Score one for high-frequency traders.
The much-maligned trading group just got a vote of approval from the Bank of England courtesy of a new study which said HFT doesn't contribute to price distortions and have a deleterious effect on the U.K equities market. It does not comment on HFT's effects on the U.S. equities market.
The study, Number 469 titled "High-frequency trading behaviour and its impact on market quality: evidence from the UK equity market" was written by Evangelos Benos and Satchit Sagade.
According to the paper, the research was undertaken to analyze the intraday behavior of high-frequency traders (HFTs) and its impact on aspects of market quality such as liquidity, price discovery and excess volatility. For that, the study used a unique transactions data set for four UK stocks, over the period of a randomly selected week. Our data identifies the counterparties to each transaction, enabling us to track the trading behavior of individual HFTs.

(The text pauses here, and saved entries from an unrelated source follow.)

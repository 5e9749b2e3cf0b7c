//! The navigation state machine: which section and subsection are active.
//!
//! The controller is the only owner of the active `(section, subsection)` pair. Every change goes
//! through the [`TransitionGuard`], so at most one transition is ever in flight and all observable
//! changes are serialised. Section changes always land on subsection 0 in the same assignment.
//!
//! ```text
//!            go_to_section(i), i != active        TransitionEnd
//!   Idle(s, k) ─────────────────────────────▶ InFlight(i, 0) ──────────▶ Idle(i, 0)
//!      │                                          │
//!      │ go_to_subsection(j), j != k              │ any request
//!      ▼                                          ▼
//!   InFlight(s, j)                             dropped (Suppressed)
//! ```
//!
//! Arrow keys are routed by [`NavigationController::granularity`], which is re-read on every key
//! press: a section with subsections steps through them, a section without steps sections.

use crate::error::NavError;
use crate::guard::TransitionGuard;
use crate::index::NavigationIndex;
use crate::timeline::{TimerEvent, Timeline};
use serde::Serialize;
use std::rc::Rc;
use std::time::Duration;

#[derive(Clone, Copy, Debug, PartialEq, Eq, Serialize)]
/// Snapshot of the mutable navigation state.
///
/// The menu window's start is owned by the modal's [`MenuWindow`], not the controller, and is
/// reported alongside this state as [`RenderState::visible_menu`].
///
/// [`MenuWindow`]: crate::menu::MenuWindow
/// [`RenderState::visible_menu`]: crate::modal::RenderState::visible_menu
pub struct NavigationState {
    /// Index of the active section.
    pub active_section: usize,
    /// Index of the active subsection (0 when the section has none).
    pub active_subsection: usize,
    /// Whether a transition animation is still holding the guard.
    pub transition_in_flight: bool,
}

#[derive(Clone, Copy, Debug, PartialEq, Eq)]
/// Outcome of a legal request to the controller or the modal.
pub enum Navigation {
    /// State changed and a transition began.
    Applied,
    /// The target is already active, or the request had nothing to do; nothing happened.
    AlreadyActive,
    /// A transition is in flight; the request was dropped.
    Suppressed,
    /// The modal is closed, so there is nothing to navigate.
    Closed,
}

#[derive(Clone, Copy, Debug, PartialEq, Eq)]
/// A left/right arrow press.
pub enum Arrow {
    /// Step backwards.
    Left,
    /// Step forwards.
    Right,
}

#[derive(Clone, Copy, Debug, PartialEq, Eq)]
/// The level arrow keys currently move at.
pub enum Granularity {
    /// The active section has subsections; arrows cycle through them.
    Subsection,
    /// The active section has none; arrows cycle sections.
    Section,
}

#[derive(Clone, Copy, Debug, PartialEq, Eq)]
struct Position {
    section: usize,
    subsection: usize,
}

#[derive(Debug)]
/// Owns the active position and serialises changes to it through a transition guard.
pub struct NavigationController {
    index: Rc<NavigationIndex>,
    position: Position,
    guard: TransitionGuard,
}

impl NavigationController {
    #[must_use]
    /// A controller at section 0, subsection 0, with transitions lasting `transition`.
    pub fn new(index: Rc<NavigationIndex>, transition: Duration) -> Self {
        Self {
            index,
            position: Position {
                section: 0,
                subsection: 0,
            },
            guard: TransitionGuard::new(transition),
        }
    }

    #[must_use]
    /// The taxonomy being navigated.
    pub fn index(&self) -> &NavigationIndex {
        &self.index
    }

    #[must_use]
    /// Current state as one consistent snapshot.
    pub fn state(&self) -> NavigationState {
        NavigationState {
            active_section: self.position.section,
            active_subsection: self.position.subsection,
            transition_in_flight: self.guard.in_flight(),
        }
    }

    #[must_use]
    /// Index of the active section.
    pub fn active_section(&self) -> usize {
        self.position.section
    }

    #[must_use]
    /// Index of the active subsection.
    pub fn active_subsection(&self) -> usize {
        self.position.subsection
    }

    #[must_use]
    /// Whether a transition is still running.
    pub fn in_flight(&self) -> bool {
        self.guard.in_flight()
    }

    /// Makes section `section` active with its first subsection.
    ///
    /// # Errors
    ///
    /// Returns [`NavError::SectionOutOfRange`] for an invalid index; state is left unchanged.
    pub fn go_to_section(
        &mut self,
        section: usize,
        timeline: &mut Timeline,
    ) -> Result<Navigation, NavError> {
        self.index.section(section)?;
        if section == self.position.section {
            return Ok(Navigation::AlreadyActive);
        }
        if !self.begin(timeline) {
            tracing::trace!(section, "section change dropped, transition in flight");
            return Ok(Navigation::Suppressed);
        }
        self.position = Position {
            section,
            subsection: 0,
        };
        tracing::debug!(section, "section changed");
        Ok(Navigation::Applied)
    }

    /// Moves to the following section, wrapping from the last to the first.
    ///
    /// # Errors
    ///
    /// Never fails in practice; the target is always in range.
    pub fn next_section(&mut self, timeline: &mut Timeline) -> Result<Navigation, NavError> {
        let count = self.index.section_count();
        self.go_to_section((self.position.section + 1) % count, timeline)
    }

    /// Moves to the preceding section, wrapping from the first to the last.
    ///
    /// # Errors
    ///
    /// Never fails in practice; the target is always in range.
    pub fn prev_section(&mut self, timeline: &mut Timeline) -> Result<Navigation, NavError> {
        let count = self.index.section_count();
        self.go_to_section((self.position.section + count - 1) % count, timeline)
    }

    /// Makes subsection `subsection` of the active section active.
    ///
    /// # Errors
    ///
    /// Returns [`NavError::SubsectionOutOfRange`] for an invalid index; state is left unchanged.
    pub fn go_to_subsection(
        &mut self,
        subsection: usize,
        timeline: &mut Timeline,
    ) -> Result<Navigation, NavError> {
        let section = self.position.section;
        self.index.subsection_label(section, subsection)?;
        if subsection == self.position.subsection {
            return Ok(Navigation::AlreadyActive);
        }
        if !self.begin(timeline) {
            tracing::trace!(subsection, "subsection change dropped, transition in flight");
            return Ok(Navigation::Suppressed);
        }
        self.position.subsection = subsection;
        tracing::debug!(section, subsection, "subsection changed");
        Ok(Navigation::Applied)
    }

    /// Moves to the following subsection of the active section, wrapping around.
    ///
    /// # Errors
    ///
    /// Returns [`NavError::NoSubsections`] if the active section has no subsections.
    pub fn next_subsection(&mut self, timeline: &mut Timeline) -> Result<Navigation, NavError> {
        let count = self.subsections_to_step()?;
        self.go_to_subsection((self.position.subsection + 1) % count, timeline)
    }

    /// Moves to the preceding subsection of the active section, wrapping around.
    ///
    /// # Errors
    ///
    /// Returns [`NavError::NoSubsections`] if the active section has no subsections.
    pub fn prev_subsection(&mut self, timeline: &mut Timeline) -> Result<Navigation, NavError> {
        let count = self.subsections_to_step()?;
        self.go_to_subsection((self.position.subsection + count - 1) % count, timeline)
    }

    #[must_use]
    /// Level the arrow keys act on for the section that is active right now.
    pub fn granularity(&self) -> Granularity {
        match self.index.section(self.position.section) {
            Ok(section) if section.has_subsections() => Granularity::Subsection,
            _ => Granularity::Section,
        }
    }

    /// Routes a left/right arrow press to subsection or section stepping.
    ///
    /// # Errors
    ///
    /// Propagates errors from the routed operation, which the routing itself rules out.
    pub fn on_arrow(
        &mut self,
        arrow: Arrow,
        timeline: &mut Timeline,
    ) -> Result<Navigation, NavError> {
        match (self.granularity(), arrow) {
            (Granularity::Subsection, Arrow::Left) => self.prev_subsection(timeline),
            (Granularity::Subsection, Arrow::Right) => self.next_subsection(timeline),
            (Granularity::Section, Arrow::Left) => self.prev_section(timeline),
            (Granularity::Section, Arrow::Right) => self.next_section(timeline),
        }
    }

    /// Releases the guard. Called when [`TimerEvent::TransitionEnd`] is delivered.
    pub fn end_transition(&mut self) {
        self.guard.end();
    }

    fn begin(&mut self, timeline: &mut Timeline) -> bool {
        if !self.guard.try_begin() {
            return false;
        }
        timeline.schedule(self.guard.duration(), TimerEvent::TransitionEnd);
        true
    }

    fn subsections_to_step(&self) -> Result<usize, NavError> {
        let section = self.position.section;
        match self.index.subsection_count(section)? {
            0 => Err(NavError::NoSubsections { section }),
            n => Ok(n),
        }
    }
}

#[cfg(test)]
#[path = "tests/controller.rs"]
mod tests;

"We first find that HFTs differ significantly from each other in terms of liquidity provision: while some HFTs mostly consume liquidity (ie trade more 'aggressively') by primarily executing trades via market orders," the authors began. "Others mostly supply liquidity (ie trade more 'passively') by primarily executing trades via limit orders.'
To examine how trading behavior is related to these patterns of liquidity provision, the authors split the HFTs in two groups, according to their trade aggressiveness, and examined the behavior and impact of each group separately. The study found that the 'passive' HFTs follow a trading strategy consistent with market making and as such their trades have alternating signs and are independent of recent (ten-second) price changes.
By contrast, 'aggressive' HFTs exhibit persistence in the direction of their trades and trade in line with the recent (ten-second) price trend.
"We find that both higher price volatility and lower spreads cause HFT activity to increase. We suggest a number of reasons as to why this might be so," the study said.
Finally, the study used a tick time specification to examine the impact of HFT activity on price discovery (ie information-based volatility) and noise (ie excess volatility). It found that while HFTs have a higher information-to-noise contribution ratio than non-HFTs, there are instances where this is accompanied by a large absolute noise contribution.